> EXERCISE GOAL:
Output the records that follow exactly as they are written.
----
use once_cell::sync::OnceCell;
use serde::{Deserialize, Serialize};
use std::collections::HashMap;
use std::fs;
use std::path::PathBuf;
use std::sync::RwLock;
use tracing::info;

use crate::types::error::HimalayaError;

/// Global configuration instance
static CONFIG: OnceCell<RwLock<AppConfig>> = OnceCell::new();

/// Application configuration
#[derive(Debug, Clone, Serialize, Deserialize)]
pub struct AppConfig {
    /// Map of account name to account configuration
    #[serde(default)]
    pub accounts: HashMap<String, AccountConfig>,
}

/// Account configuration
#[derive(Debug, Clone, Serialize, Deserialize)]
pub struct AccountConfig {
    /// Display name for the account
    pub name: Option<String>,

    /// Whether this is the default account
    #[serde(default)]
    pub default: bool,

    /// Email address
    pub email: String,

    /// Display name for sent emails
    pub display_name: Option<String>,

    /// IMAP configuration for receiving
    pub imap: Option<ImapConfig>,

    /// SMTP configuration for sending
    pub smtp: Option<SmtpConfig>,
}

/// IMAP server configuration
#[derive(Debug, Clone, Serialize, Deserialize)]
pub struct ImapConfig {
    /// IMAP server hostname
    pub host: String,

    /// IMAP server port (default: 993 for TLS, 143 for STARTTLS)
    #[serde(default = "default_imap_port")]
    pub port: u16,

    /// Use TLS encryption
    #[serde(default = "default_true")]
    pub tls: bool,

    /// Path to custom certificate for TLS validation (for self-signed certs)
    pub tls_cert: Option<String>,

    /// Authentication method
    pub auth: AuthConfig,
}

/// SMTP server configuration
#[derive(Debug, Clone, Serialize, Deserialize)]
pub struct SmtpConfig {
    /// SMTP server hostname
    pub host: String,

    /// SMTP server port (default: 465 for TLS, 587 for STARTTLS)
    #[serde(default = "default_smtp_port")]
    pub port: u16,

    /// Use TLS encryption
    #[serde(default = "default_true")]
    pub tls: bool,

    /// Path to custom certificate for TLS validation (for self-signed certs)
    pub tls_cert: Option<String>,

    /// Authentication method
    pub auth: AuthConfig,
}

/// Authentication configuration
#[derive(Debug, Clone, Serialize, Deserialize)]
#[serde(tag = "type", rename_all = "lowercase")]
pub enum AuthConfig {
    /// Password authentication
    Password {
        /// Username (usually email address)
        user: String,
        /// Password (can use command for keychain integration)
        password: PasswordSource,
    },
    /// OAuth2 authentication
    OAuth2 {
        /// OAuth2 client ID
        client_id: String,
        /// OAuth2 client secret (optional)
        client_secret: Option<String>,
        /// OAuth2 token URL
        token_url: String,
        /// OAuth2 authorization URL
        auth_url: String,
        /// OAuth2 scopes
        scopes: Vec<String>,
        /// Refresh token
        refresh_token: Option<String>,
    },
}

/// Password source - can be raw value or command to execute
#[derive(Debug, Clone, Serialize, Deserialize)]
#[serde(untagged)]
pub enum PasswordSource {
    /// Raw password value
    Raw(String),
    /// Command to execute to get password
    Command { command: String },
}

fn default_imap_port() -> u16 {
    993
}

fn default_smtp_port() -> u16 {
    465
}

fn default_true() -> bool {
    true
}

impl Default for AppConfig {
    fn default() -> Self {
        Self {
            accounts: HashMap::new(),
        }
    }
}

impl AppConfig {
    /// Get the default account name
    pub fn default_account_name(&self) -> Option<&str> {
        self.accounts
            .iter()
            .find(|(_, acc)| acc.default)
            .map(|(name, _)| name.as_str())
            .or_else(|| self.accounts.keys().next().map(|s| s.as_str()))
    }

    /// Get account by name, or default if name is None
    pub fn get_account(&self, name: Option<&str>) -> Option<(&str, &AccountConfig)> {
        match name {
            Some(n) => self
                .accounts
                .get_key_value(n)
                .map(|(k, v)| (k.as_str(), v)),
            None => {
                let default_name = self.default_account_name()?;
                self.accounts
                    .get_key_value(default_name)
                    .map(|(k, v)| (k.as_str(), v))
            }
        }
    }
}

/// Get default config paths
pub fn default_config_paths() -> Vec<PathBuf> {
    let mut paths = Vec::new();

    // XDG config path
    if let Some(config_dir) = dirs::config_dir() {
        paths.push(config_dir.join("himalaya").join("config.toml"));
    }

    // Home directory fallback
    if let Some(home_dir) = dirs::home_dir() {
        paths.push(home_dir.join(".config").join("himalaya").join("config.toml"));
        paths.push(home_dir.join(".himalayarc"));
    }

    paths
}

/// Initialize configuration from default paths
pub fn init_config() -> Result<(), HimalayaError> {
    info!("Initializing configuration from default paths");

    for path in default_config_paths() {
        if path.exists() {
            info!("Found config at: {:?}", path);
            return init_config_from_path(&path);
        }
    }

    // No config found, initialize with empty config
    info!("No config file found, using empty config");
    set_config(AppConfig::default())
}

/// Initialize configuration from a specific path
pub fn init_config_from_path(path: &PathBuf) -> Result<(), HimalayaError> {
    info!("Loading configuration from: {:?}", path);

    let content = fs::read_to_string(path)
        .map_err(|e| HimalayaError::Config(format!("Failed to read config: {}", e)))?;

    let config: AppConfig = toml::from_str(&content)
        .map_err(|e| HimalayaError::Config(format!("Failed to parse config: {}", e)))?;

    set_config(config)
}

/// Set the global configuration
fn set_config(config: AppConfig) -> Result<(), HimalayaError> {
    match CONFIG.get() {
        Some(lock) => {
            let mut guard = lock
                .write()
                .map_err(|e| HimalayaError::Config(format!("Failed to lock config: {}", e)))?;
            *guard = config;
        }
        None => {
            CONFIG.set(RwLock::new(config)).ok();
        }
    }
    Ok(())
}

/// Get a clone of the current configuration
pub fn get_config() -> Result<AppConfig, HimalayaError> {
    CONFIG
        .get()
        .ok_or_else(|| HimalayaError::Config("Configuration not initialized".to_string()))?
        .read()
        .map(|guard| guard.clone())
        .map_err(|e| HimalayaError::Config(format!("Failed to lock config: {}", e)))
}

/// Check if configuration is initialized
pub fn is_initialized() -> bool {
    CONFIG.get().is_some()
}

/// Get the primary config file path (where we write new config)
pub fn get_primary_config_path() -> Result<PathBuf, HimalayaError> {
    dirs::config_dir()
        .map(|p| p.join("himalaya").join("config.toml"))
        .ok_or_else(|| HimalayaError::Config("Cannot determine config directory".to_string()))
}

/// Save the current configuration to file
pub fn save_config_to_file(config: &AppConfig) -> Result<(), HimalayaError> {
    let path = get_primary_config_path()?;

    // Ensure directory exists
    if let Some(parent) = path.parent() {
        fs::create_dir_all(parent)
            .map_err(|e| HimalayaError::Config(format!("Failed to create config directory: {}", e)))?;
    }

    let content = toml::to_string_pretty(config)
        .map_err(|e| HimalayaError::Config(format!("Failed to serialize config: {}", e)))?;

    fs::write(&path, content)
        .map_err(|e| HimalayaError::Config(format!("Failed to write config file: {}", e)))?;

    info!("Configuration saved to {:?}", path);
    Ok(())
}

/// Add or update an account in the configuration and save to file
pub fn save_account(name: String, account: AccountConfig) -> Result<(), HimalayaError> {
    let mut config = get_config()?;
    config.accounts.insert(name, account);

    // Update in-memory config
    set_config(config.clone())?;

    // Persist to file
    save_config_to_file(&config)?;

    Ok(())
}

/// Remove an account from the configuration and save to file
pub fn remove_account(name: &str) -> Result<(), HimalayaError> {
    let mut config = get_config()?;

    if !config.accounts.contains_key(name) {
        return Err(HimalayaError::Config(format!(
            "Account '{}' not found",
            name
        )));
    }

    config.accounts.remove(name);

    // Update in-memory config
    set_config(config.clone())?;

    // Persist to file
    save_config_to_file(&config)?;

    info!("Account '{}' removed", name);
    Ok(())
}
----
> RESULT OF THE EXERCISE:
use once_cell::sync::OnceCell;
use serde::{Deserialize, Serialize};
use std::collections::HashMap;
use std::fs;
use std::path::PathBuf;
use std::sync::RwLock;
use tracing::info;

use crate::types::error::HimalayaError;

/// Global configuration instance
static CONFIG: OnceCell<RwLock<AppConfig>> = OnceCell::new();

/// Application configuration
#[derive(Debug, Clone, Serialize, Deserialize)]
pub struct AppConfig {
    /// Map of account name to account configuration
    #[serde(default)]
    pub accounts: HashMap<String, AccountConfig>,
}

/// Account configuration
#[derive(Debug, Clone, Serialize, Deserialize)]
pub struct AccountConfig {
    /// Display name for the account
    pub name: Option<String>,

    /// Whether this is the default account
    #[serde(default)]
    pub default: bool,

    /// Email address
    pub email: String,

    /// Display name for sent emails
    pub display_name: Option<String>,

    /// IMAP configuration for receiving
    pub imap: Option<ImapConfig>,

    /// SMTP configuration for sending
    pub smtp: Option<SmtpConfig>,
}

/// IMAP server configuration
#[derive(Debug, Clone, Serialize, Deserialize)]
pub struct ImapConfig {
    /// IMAP server hostname
    pub host: String,

    /// IMAP server port (default: 993 for TLS, 143 for STARTTLS)
    #[serde(default = "default_imap_port")]
    pub port: u16,

    /// Use TLS encryption
    #[serde(default = "default_true")]
    pub tls: bool,

    /// Path to custom certificate for TLS validation (for self-signed certs)
    pub tls_cert: Option<String>,

    /// Authentication method
    pub auth: AuthConfig,
}

/// SMTP server configuration
#[derive(Debug, Clone, Serialize, Deserialize)]
pub struct SmtpConfig {
    /// SMTP server hostname
    pub host: String,

    /// SMTP server port (default: 465 for TLS, 587 for STARTTLS)
    #[serde(default = "default_smtp_port")]
    pub port: u16,

    /// Use TLS encryption
    #[serde(default = "default_true")]
    pub tls: bool,

    /// Path to custom certificate for TLS validation (for self-signed certs)
    pub tls_cert: Option<String>,

    /// Authentication method
    pub auth: AuthConfig,
}

/// Authentication configuration
#[derive(Debug, Clone, Serialize, Deserialize)]
#[serde(tag = "type", rename_all = "lowercase")]
pub enum AuthConfig {
    /// Password authentication
    Password {
        /// Username (usually email address)
        user: String,
        /// Password (can use command for keychain integration)
        password: PasswordSource,
    },
    /// OAuth2 authentication
    OAuth2 {
        /// OAuth2 client ID
        client_id: String,
        /// OAuth2 client secret (optional)
        client_secret: Option<String>,
        /// OAuth2 token URL
        token_url: String,
        /// OAuth2 authorization URL
        auth_url: String,
        /// OAuth2 scopes
        scopes: Vec<String>,
        /// Refresh token
        refresh_token: Option<String>,
    },
}

/// Password source - can be raw value or command to execute
#[derive(Debug, Clone, Serialize, Deserialize)]
#[serde(untagged)]
pub enum PasswordSource {
    /// Raw password value
    Raw(String),
    /// Command to execute to get password
    Command { command: String },
}

fn default_imap_port() -> u16 {
    993
}

fn default_smtp_port() -> u16 {
    465
}

fn default_true() -> bool {
    true
}

impl Default for AppConfig {
    fn default() -> Self {
        Self {
            accounts: HashMap::new(),
        }
    }
}

impl AppConfig {
    /// Get the default account name
    pub fn default_account_name(&self) -> Option<&str> {
        self.accounts
            .iter()
            .find(|(_, acc)| acc.default)
            .map(|(name, _)| name.as_str())
            .or_else(|| self.accounts.keys().next().map(|s| s.as_str()))
    }

    /// Get account by name, or default if name is None
    pub fn get_account(&self, name: Option<&str>) -> Option<(&str, &AccountConfig)> {
        match name {
            Some(n) => self
                .accounts
                .get_key_value(n)
                .map(|(k, v)| (k.as_str(), v)),
            None => {
                let default_name = self.default_account_name()?;
                self.accounts
                    .get_key_value(default_name)
                    .map(|(k, v)| (k.as_str(), v))
            }
        }
    }
}

/// Get default config paths
pub fn default_config_paths() -> Vec<PathBuf> {
    let mut paths = Vec::new();

    // XDG config path
    if let Some(config_dir) = dirs::config_dir() {
        paths.push(config_dir.join("himalaya").join("config.toml"));
    }

    // Home directory fallback
    if let Some(home_dir) = dirs::home_dir() {
        paths.push(home_dir.join(".config").join("himalaya").join("config.toml"));
        paths.push(home_dir.join(".himalayarc"));
    }

    paths
}

/// Initialize configuration from default paths
pub fn init_config() -> Result<(), HimalayaError> {
    info!("Initializing configuration from default paths");

    for path in default_config_paths() {
        if path.exists() {
            info!("Found config at: {:?}", path);
            return init_config_from_path(&path);
        }
    }

    // No config found, initialize with empty config
    info!("No config file found, using empty config");
    set_config(AppConfig::default())
}

/// Initialize configuration from a specific path
pub fn init_config_from_path(path: &PathBuf) -> Result<(), HimalayaError> {
    info!("Loading configuration from: {:?}", path);

    let content = fs::read_to_string(path)
        .map_err(|e| HimalayaError::Config(format!("Failed to read config: {}", e)))?;

    let config: AppConfig = toml::from_str(&content)
        .map_err(|e| HimalayaError::Config(format!("Failed to parse config: {}", e)))?;

    set_config(config)
}

/// Set the global configuration
fn set_config(config: AppConfig) -> Result<(), HimalayaError> {
    match CONFIG.get() {
        Some(lock) => {
            let mut guard = lock
                .write()
                .map_err(|e| HimalayaError::Config(format!("Failed to lock config: {}", e)))?;
            *guard = config;
        }
        None => {
            CONFIG.set(RwLock::new(config)).ok();
        }
    }
    Ok(())
}

/// Get a clone of the current configuration
pub fn get_config() -> Result<AppConfig, HimalayaError> {
    CONFIG
        .get()
        .ok_or_else(|| HimalayaError::Config("Configuration not initialized".to_string()))?
        .read()
        .map(|guard| guard.clone())
        .map_err(|e| HimalayaError::Config(format!("Failed to lock config: {}", e)))
}

/// Check if configuration is initialized
pub fn is_initialized() -> bool {
    CONFIG.get().is_some()
}

/// Get the primary config file path (where we write new config)
pub fn get_primary_config_path() -> Result<PathBuf, HimalayaError> {
    dirs::config_dir()
        .map(|p| p.join("himalaya").join("config.toml"))
        .ok_or_else(|| HimalayaError::Config("Cannot determine config directory".to_string()))
}

/// Save the current configuration to file
pub fn save_config_to_file(config: &AppConfig) -> Result<(), HimalayaError> {
    let path = get_primary_config_path()?;

    // Ensure directory exists
    if let Some(parent) = path.parent() {
        fs::create_dir_all(parent)
            .map_err(|e| HimalayaError::Config(format!("Failed to create config directory: {}", e)))?;
    }

    let content = toml::to_string_pretty(config)
        .map_err(|e| HimalayaError::Config(format!("Failed to serialize config: {}", e)))?;

    fs::write(&path, content)
        .map_err(|e| HimalayaError::Config(format!("Failed to write config file: {}", e)))?;

    info!("Configuration saved to {:?}", path);
    Ok(())
}

/// Add or update an account in the configuration and save to file
pub fn save_account(name: String, account: AccountConfig) -> Result<(), HimalayaError> {
    let mut config = get_config()?;
    config.accounts.insert(name, account);

    // Update in-memory config
    set_config(config.clone())?;

    // Persist to file
    save_config_to_file(&config)?;

    Ok(())
}

/// Remove an account from the configuration and save to file
pub fn remove_account(name: &str) -> Result<(), HimalayaError> {
    let mut config = get_config()?;

    if !config.accounts.contains_key(name) {
        return Err(HimalayaError::Config(format!(
            "Account '{}' not found",
            name
        )));
    }

    config.accounts.remove(name);

    // Update in-memory config
    set_config(config.clone())?;

    // Persist to file
    save_config_to_file(&config)?;

    info!("Account '{}' removed", name);
    Ok(())
}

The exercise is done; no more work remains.